(Collected data entries)
//! Symbolic model bookkeeping.

pub mod table;

pub use table::VariableTable;
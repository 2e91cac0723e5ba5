//! Problem reformulations that preserve the optimal value.

pub mod dual;
pub mod quad_cone;

pub use dual::dualize;
pub use quad_cone::quad_to_cone;
//! Expression data consumed by the canonicalizer.
//!
//! This module provides the data shapes the canonicalizer reads:
//! - `Shape` - two-dimensional shape information
//! - `Variable` and `VariableBuilder` - declared variables and their declarations
//! - `AffineExpr` - per-variable sparse coefficient blocks plus a constant
//! - `QuadExpr` - bilinear blocks over variable pairs plus an affine part

pub mod affine;
pub mod quad;
pub mod shape;
pub mod variable;

// Re-export main types
pub use affine::AffineExpr;
pub use quad::QuadExpr;
pub use shape::Shape;
pub use variable::{packed_index, BoundSpec, VarKind, Variable, VariableBuilder};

**WHAT TO PRODUCE**
Copy each record from above exactly, and include every line.

**ANSWER TO THE EXERCISE**
//! Symbolic model bookkeeping.

pub mod table;

pub use table::VariableTable;
repository 2e91cac0723e5ba5
//! Problem reformulations that preserve the optimal value.

pub mod dual;
pub mod quad_cone;

pub use dual::dualize;
pub use quad_cone::quad_to_cone;
//! Expression data consumed by the canonicalizer.
//!
//! This module provides the data shapes the canonicalizer reads:
//! - `Shape` - two-dimensional shape information
//! - `Variable` and `VariableBuilder` - declared variables and their declarations
//! - `AffineExpr` - per-variable sparse coefficient blocks plus a constant
//! - `QuadExpr` - bilinear blocks over variable pairs plus an affine part

pub mod affine;
pub mod quad;
pub mod shape;
pub mod variable;

// Re-export main types
pub use affine::AffineExpr;
pub use quad::QuadExpr;
pub use shape::Shape;
pub use variable::{packed_index, BoundSpec, VarKind, Variable, VariableBuilder};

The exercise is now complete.